Keywords: MYH9; motor protein; myosin IIA; non-muscle myosin IIA; tumorigenesis.

Figure 2

This figure illustrates the two assembly states of non-muscle myosin II (NMII): the 10S assembly-incompetent state and the 6S assembly-competent state. In the 10S assembly-incompetent state (left), the myosin molecule is folded, with the globular head and heavy chain regions interacting through various tail-binding sites, leading to a compact structure. Many intramolecular interactions keep the 10S state in an inactive stable form (Table 1). The interactions involve the Blocked Head (BH), which is the myosin head prevented from binding to actin, and the Free Head (FH), another myosin head that is inhibited but not directly involved in actin binding in the 10S state.
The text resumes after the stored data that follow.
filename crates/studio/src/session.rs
//! A creator's editing session.

use std::sync::Arc;

use lingofy_core::{FieldKind, ImageReference, StoreProfile, apply_field_edit};

use crate::backend::StudioBackend;
use crate::chat::{ChatError, ChatTranscript};
use crate::form::{self, SaveError, SaveStatus, SavedConfirmation};
use crate::generation::{self, GenerationError};
use crate::intake::{self, IntakeError, SelectedFile};

/// Everything the studio edits between two saves.
///
/// Failed operations leave the profile and gallery as they were. Every
/// operation that awaits the backend takes `&mut self`, so a reply is only
/// ever applied by the call that requested it.
pub struct StudioSession {
    backend: Arc<dyn StudioBackend>,
    profile: StoreProfile,
    gallery: Vec<ImageReference>,
    extra_prompt: String,
    save_status: SaveStatus,
    chat: ChatTranscript,
}

impl std::fmt::Debug for StudioSession {
    fn fmt(&self, f: &mut std::fmt::Formatter<'_>) -> std::fmt::Result {
        f.debug_struct("StudioSession")
            .field("profile", &self.profile)
            .field("gallery", &self.gallery.len())
            .field("save_status", &self.save_status)
            .finish_non_exhaustive()
    }
}

impl StudioSession {
    /// Start a session with the default profile and an empty gallery.
    #[must_use]
    pub fn new(backend: Arc<dyn StudioBackend>) -> Self {
        Self::with_profile(backend, StoreProfile::default())
    }

    /// Start a session from an existing profile.
    ///
    /// Images already on the profile become the initial gallery.
    #[must_use]
    pub fn with_profile(backend: Arc<dyn StudioBackend>, mut profile: StoreProfile) -> Self {
        let gallery = std::mem::take(&mut profile.product.images);
        Self {
            backend,
            profile,
            gallery,
            extra_prompt: String::new(),
            save_status: SaveStatus::Idle,
            chat: ChatTranscript::new(),
        }
    }

    #[must_use]
    pub const fn profile(&self) -> &StoreProfile {
        &self.profile
    }

    #[must_use]
    pub fn gallery(&self) -> &[ImageReference] {
        &self.gallery
    }

    #[must_use]
    pub const fn save_status(&self) -> &SaveStatus {
        &self.save_status
    }

    #[must_use]
    pub const fn chat(&self) -> &ChatTranscript {
        &self.chat
    }

    #[must_use]
    pub fn extra_prompt(&self) -> &str {
        &self.extra_prompt
    }

    /// Set the free-text instructions appended to generation prompts.
    pub fn set_extra_prompt(&mut self, text: impl Into<String>) {
        self.extra_prompt = text.into();
    }

    /// The profile as it would be saved, gallery included.
    #[must_use]
    pub fn snapshot(&self) -> StoreProfile {
        self.profile.with_images(self.gallery.clone())
    }

    /// Edit one field. Invalid paths are ignored.
    pub fn apply_edit(&mut self, path: &str, raw: &str, kind: FieldKind) {
        let profile = std::mem::take(&mut self.profile);
        self.profile = apply_field_edit(profile, path, raw, kind);
    }

    /// Validate and append picked files to the gallery.
    ///
    /// # Errors
    ///
    /// Returns [`IntakeError`] if any file is refused or unreadable; the
    /// gallery is unchanged.
    pub async fn ingest<F: SelectedFile>(&mut self, files: &[F]) -> Result<usize, IntakeError> {
        let gallery = intake::validate_and_ingest(files, &self.gallery).await?;
        let added = gallery.len() - self.gallery.len();
        self.gallery = gallery;
        Ok(added)
    }

    /// Remove the gallery image at `index`. Out of range is a no-op.
    pub fn remove_image(&mut self, index: usize) {
        let gallery = std::mem::take(&mut self.gallery);
        self.gallery = intake::remove_at(gallery, index);
    }

    /// Generate a product photo and append it to the gallery.
    ///
    /// Returns the new image's gallery index.
    ///
    /// # Errors
    ///
    /// Returns [`GenerationError`] if nothing was generated; the gallery is
    /// unchanged.
    pub async fn generate_image(&mut self) -> Result<usize, GenerationError> {
        let extra = Some(self.extra_prompt.as_str()).filter(|s| !s.trim().is_empty());
        let image =
            generation::generate_image(self.backend.as_ref(), &self.profile, extra).await?;
        self.gallery.push(image);
        Ok(self.gallery.len() - 1)
    }

    /// Save the profile with the current gallery.
    ///
    /// The outcome is also recorded in [`Self::save_status`]. If the returned
    /// future is dropped before it completes, the previous status is restored.
    ///
    /// # Errors
    ///
    /// Returns [`SaveError`] if the save did not go through.
    pub async fn save(&mut self) -> Result<SavedConfirmation, SaveError> {
        let in_flight = SaveInFlight::begin(&mut self.save_status);
        let result = form::save(self.backend.as_ref(), &self.profile, &self.gallery).await;

        in_flight.finish(match &result {
            Ok(confirmation) => SaveStatus::Succeeded(confirmation.clone()),
            Err(err) => SaveStatus::Failed(err.message().to_owned()),
        });
        result
    }

    /// Ask the assistant a question.
    ///
    /// # Errors
    ///
    /// See [`ChatTranscript::send`].
    pub async fn ask(&mut self, input: &str) -> Result<lingofy_core::ChatMessage, ChatError> {
        self.chat.send(self.backend.as_ref(), input).await
    }
}

/// Holds a session's status at `Saving` until the save finishes.
struct SaveInFlight<'a> {
    status: &'a mut SaveStatus,
    previous: Option<SaveStatus>,
}

impl<'a> SaveInFlight<'a> {
    fn begin(status: &'a mut SaveStatus) -> Self {
        let previous = std::mem::replace(status, SaveStatus::Saving);
        Self {
            status,
            previous: Some(previous),
        }
    }

    fn finish(mut self, outcome: SaveStatus) {
        self.previous = None;
        *self.status = outcome;
    }
}

impl Drop for SaveInFlight<'_> {
    fn drop(&mut self) {
        if let Some(previous) = self.previous.take() {
            tracing::debug!("save abandoned before completion");
            *self.status = previous;
        }
    }
}
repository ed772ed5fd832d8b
//! Error types for the Gemini API client.

use thiserror::Error;

use crate::ai::AiError;

/// Errors that can occur when interacting with the Gemini API.
#[derive(Debug, Error)]
pub enum GeminiError {
    /// HTTP request failed.
    #[error("HTTP error: {0}")]
    Http(#[from] reqwest::Error),

    /// Gemini returned an error status.
    #[error("API error ({status}): {message}")]
    Api {
        /// HTTP status code.
        status: u16,
        /// Error message from the response body.
        message: String,
    },

    /// Rate limited by the API.
    #[error("rate limited, retry after {0} seconds")]
    RateLimited(u64),

    /// The API key was rejected.
    #[error("unauthorized: {0}")]
    Unauthorized(String),

    /// The prompt was blocked by safety filters.
    #[error("prompt blocked: {0}")]
    Blocked(String),

    /// The model returned no usable content.
    #[error("empty response")]
    EmptyResponse,

    /// Failed to parse response.
    #[error("parse error: {0}")]
    Parse(String),

    /// The client could not be configured.
    #[error("configuration error: {0}")]
    Config(String),
}

/// Error body returned by Google APIs.
#[derive(Debug, serde::Deserialize)]
pub struct ApiErrorResponse {
    pub error: ApiError,
}

/// Nested error details.
#[derive(Debug, serde::Deserialize)]
pub struct ApiError {
    #[serde(default)]
    pub code: u16,
    pub message: String,
    /// Canonical status name, e.g. `INVALID_ARGUMENT`.
    #[serde(default)]
    pub status: Option<String>,
}

impl From<GeminiError> for AiError {
    fn from(err: GeminiError) -> Self {
        match err {
            GeminiError::RateLimited(secs) => Self::RateLimited(secs),
            GeminiError::Api { status, message } if status < 500 => Self::Rejected(message),
            GeminiError::Unauthorized(_) => {
                Self::Rejected("the server's AI credentials were rejected".to_string())
            }
            GeminiError::Blocked(reason) => Self::Rejected(format!("prompt blocked ({reason})")),
            GeminiError::EmptyResponse | GeminiError::Parse(_) => {
                Self::InvalidResponse(err.to_string())
            }
            GeminiError::Http(_) | GeminiError::Api { .. } | GeminiError::Config(_) => {
                Self::Unavailable(err.to_string())
            }
        }
    }
}
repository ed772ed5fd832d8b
//! AI product photos.

use thiserror::Error;

use lingofy_core::{ImageReference, StoreProfile, image_prompt};

use crate::backend::{BackendError, StudioBackend};

/// Errors from [`generate_image`].
#[derive(Debug, Error)]
pub enum GenerationError {
    /// The provider answered but produced no image.
    #[error("no image returned")]
    NoImage,

    #[error("image generation failed: {0}")]
    Backend(#[from] BackendError),
}

impl GenerationError {
    /// Message to show the creator.
    #[must_use]
    pub fn message(&self) -> String {
        match self {
            Self::NoImage => "The AI did not return an image. Please try again.".to_owned(),
            Self::Backend(err) => err
                .server_message()
                .map_or_else(|| self.to_string(), str::to_owned),
        }
    }
}

/// Generate a product photo for `profile`'s product.
///
/// The caller decides what to do with the result; nothing is added to a
/// gallery here.
///
/// # Errors
///
/// Returns [`GenerationError::NoImage`] if the provider returns no image data,
/// or [`GenerationError::Backend`] if the request fails.
pub async fn generate_image(
    backend: &dyn StudioBackend,
    profile: &StoreProfile,
    extra: Option<&str>,
) -> Result<ImageReference, GenerationError> {
    let prompt = image_prompt(profile, extra);
    tracing::debug!(prompt_len = prompt.len(), "requesting product image");

    let image = backend
        .generate_image(&prompt)
        .await?
        .ok_or(GenerationError::NoImage)?;

    tracing::info!(mime_type = image.mime_type(), "product image generated");
    Ok(image)
}
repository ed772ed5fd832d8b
//! Product image generation.

use axum::{Json, Router, extract::State, extract::rejection::JsonRejection, routing::post};
use tracing::instrument;

use lingofy_core::{GenerateImageRequest, GenerateImageResponse};

use crate::error::AppError;
use crate::state::AppState;

/// Build the image router.
pub fn router() -> Router<AppState> {
    Router::new().route("/generate-image", post(generate_image))
}

/// Answers `{ "image": null }` when the model produced no image.
#[instrument(skip_all)]
async fn generate_image(
    State(state): State<AppState>,
    payload: Result<Json<GenerateImageRequest>, JsonRejection>,
) -> Result<Json<GenerateImageResponse>, AppError> {
    let Json(request) = payload?;

    let prompt = request.prompt.trim();
    if prompt.is_empty() {
        return Err(AppError::BadRequest("prompt is required".to_string()));
    }

    let image = state.ai().generate_image(prompt).await?;
    tracing::info!(generated = image.is_some(), "image generation finished");
    Ok(Json(GenerateImageResponse { image }))
}
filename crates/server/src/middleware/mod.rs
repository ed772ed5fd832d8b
//! HTTP middleware.

pub mod request_id;

pub use request_id::{REQUEST_ID_HEADER, request_id_middleware};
The transition to the 6S assembly-competent state (right) occurs upon the phosphorylation of the regulatory light chain (RLC), resulting in an extended, active conformation where the heavy chain regions are aligned, allowing for actin binding and ATPase activity, which are essential for NMII’s role in cell contractility and motility. ELC: Essential Light Chain; RLC: Regulatory Light Chain; FH: Free Head; BH: Blocked Head; TF: Tail–Free Head Interaction; TB: Tail–Blocked Head Interaction; TT: Tail–Tail Interaction.

Figure 1

The expression and alteration profile of MYH9 at the pancancer level. (A) MYH9 mRNA expression from 32 TCGA datasets. (B) The alteration profile of MYH9 from the same 32 TCGA datasets. The expression and alteration frequency data were obtained from cBioPortal (www.cbioportal.org).

Figure 3

The figure shows the specific kinases involved in the phosphorylation of serine and threonine residues of both RLCs and heavy chains. PKC, protein kinase C; MLCK, myosin light chain kinase; ROCK, Rho-associated protein kinase; TRPM7, transient receptor potential melastatin 7; PKCβ, protein kinase Cβ; CK II, casein kinase II. The figure was adapted from Pecci et al. [28].

Figure 4

This figure illustrates the regulation of myosin II filament formation and activity. Specific serine residues on the myosin heavy chain (S1916, S1927, and S1943) are phosphorylated by various kinases, including MHCKA, MHCKB, MHCKC, TRPM6, TRPM7, PKC, and CK2. The phosphorylation of these sites is depicted as favoring the filamentous state of myosin, which is essential for mechanotransduction and ATP hydrolysis-driven interaction with actin filaments. Phosphatases are the enzymes responsible for dephosphorylation, which may reverse the phosphorylation effect, potentially leading to a shift back to the monomeric state of myosin. Mts1, also known as S100A4, is a calcium-binding protein that regulates myosin II function by modulating filament assembly. It binds to the myosin heavy chain, influencing the balance between monomeric and filamentous forms of myosin II. Mts1 typically inhibits filament formation, thereby controlling myosin’s contractile activity and its ability to interact with actin.

Figure 5

The figure shows the structure and orientation of cell migration in the 2D environment. At the front, actin filaments within lamellipodia and filopodia are oriented with their rapidly polymerizing ends in the forward direction. In the main body, actin and myosin filaments form bipolar structures to aid in cell retraction. NM IIA and NM IIB show distinct localizations inside the cell, with NM IIA predominantly being found at the leading edge where actin dynamics are most active. NM IIB is predominant toward the rear end. The region between the leading and trailing edges contains varying concentrations of NM IIA and NM IIB. Additional molecules, such as RhoA, Rac1, Cdc42, Ca²⁺ ions, and αPKC, also play significant roles in this cellular organization and migration process.

Figure 6

The formation of plasma membrane blebs consists of three phases: initiation, expansion, and retraction. Blebbing stimuli, such as Ca²⁺ influx and apoptosis, induce the initiation of membrane protrusion. Actomyosin contractility drives the expansion of blebs, which are devoid of the F-actin cortex. Rho-ROCK signaling then drives bleb retraction via actomyosin contractility. NM IIA contractile forces promote bleb retraction.

Figure 7

A schematic representation of the MYH9 exons with common mutations found in patients with MYH9-RD. The color coding of exon organization is as follows: black, motor domain; green, neck; orange, coiled coil domain; and brown, non-helical tail.